I just started in 1:32 with Scalextric. Running analog for now, but Scaley could use some interesting track pieces to liven up the place.


----------



## bobwoodly (Aug 25, 2008)

Love to see what you produce!

Shapeways has some 3D chassis that I have purchased and built. There is a discussion about it at another site. Kind of a modern take on on a slimline. The chassis is not perfect but promising.

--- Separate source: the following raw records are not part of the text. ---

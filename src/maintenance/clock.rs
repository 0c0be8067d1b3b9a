//! # Clock Gate
//!
//! Decides, from a single persisted timestamp, whether a maintenance cycle
//! is due. The record is one RFC 3339 line in a well-known file; it is read
//! before any cycle decision and written only after a cycle fully completes.
//!
//! ## Failure Posture:
//! A missing or unparsable record is treated as "never run", not as an
//! error, so the gate fails open toward cleaning. The gate itself performs
//! no deletions and has no other side effects.

use chrono::{DateTime, Duration, Utc};
use std::fs;
use std::path::{Path, PathBuf};
use tracing::{debug, warn};

/// Persisted maintenance record with an injectable path.
///
/// Reified as an explicit store (rather than a module-level constant path)
/// so tests and multi-instance deployments can point it anywhere. The file
/// is created lazily on the first `record_run`.
#[derive(Debug, Clone)]
pub struct MaintenanceStore {
    record_path: PathBuf,
}

impl MaintenanceStore {
    pub fn new(record_path: impl Into<PathBuf>) -> Self {
        Self {
            record_path: record_path.into(),
        }
    }

    pub fn record_path(&self) -> &Path {
        &self.record_path
    }

    /// Read the last completed cycle timestamp, if a valid one exists.
    ///
    /// Any failure mode (no file, unreadable, garbage content) collapses to
    /// `None`; the caller decides what that means.
    pub fn last_run(&self) -> Option<DateTime<Utc>> {
        let raw = fs::read_to_string(&self.record_path).ok()?;
        match DateTime::parse_from_rfc3339(raw.trim()) {
            Ok(ts) => Some(ts.with_timezone(&Utc)),
            Err(e) => {
                warn!(
                    path = %self.record_path.display(),
                    error = %e,
                    "Maintenance record is unparsable, treating as never run"
                );
                None
            }
        }
    }

    /// True iff no valid record exists or `now - last_run >= interval`.
    pub fn is_cycle_due(&self, now: DateTime<Utc>, interval: Duration) -> bool {
        match self.last_run() {
            Some(last) => now.signed_duration_since(last) >= interval,
            None => true,
        }
    }

    /// Time remaining until the next cycle, or `None` when one is due
    /// immediately (no record, corrupt record, or interval elapsed).
    pub fn time_until_next_cycle(&self, now: DateTime<Utc>, interval: Duration) -> Option<Duration> {
        let last = self.last_run()?;
        let remaining = interval - now.signed_duration_since(last);
        if remaining > Duration::zero() {
            Some(remaining)
        } else {
            None
        }
    }

    /// Persist `now` as the last completed cycle.
    ///
    /// Written to a sibling temp file and renamed so a concurrent reader
    /// never observes a half-written timestamp. The record only moves
    /// forward in practice because it is written at cycle completion.
    pub fn record_run(&self, now: DateTime<Utc>) -> std::io::Result<()> {
        if let Some(parent) = self.record_path.parent() {
            if !parent.as_os_str().is_empty() {
                fs::create_dir_all(parent)?;
            }
        }

        let tmp = self.record_path.with_extension("tmp");
        fs::write(&tmp, now.to_rfc3339())?;
        fs::rename(&tmp, &self.record_path)?;
        debug!(path = %self.record_path.display(), "Maintenance record updated");
        Ok(())
    }
}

http://www.shapeways.com/product/28XXKDAWP/ho-slot-car-chassis-with-adjustable-wheelbase?li=search-results-1&optionId=56498902

http://www.shapeways.com/product/CP3DAYPKY/ho-slot-car-shell-fits-aurora-afx-autoworld?li=user-profile&optionId=35065959


----------



## Joe65SkylarkGS (Feb 15, 2010)

Hmm Bob, I recall someone posting a link to those tiny can motors. I actually bout a bunch of them.


----------



## Bubba 123 (Sep 10, 2010)

oneredz said:


> I just started in 1:32 with Scalextric. Running analog for now, but Scaley could use some interesting track pieces to liven up the place.


some custom (not already available ) generic 1/32 scale bodies would be GREAT!! :thumbsup:

Bubba 123 :wave:


----------



## Milton Fox Racing (May 27, 2014)

Any progress in the 3d printing process?


----------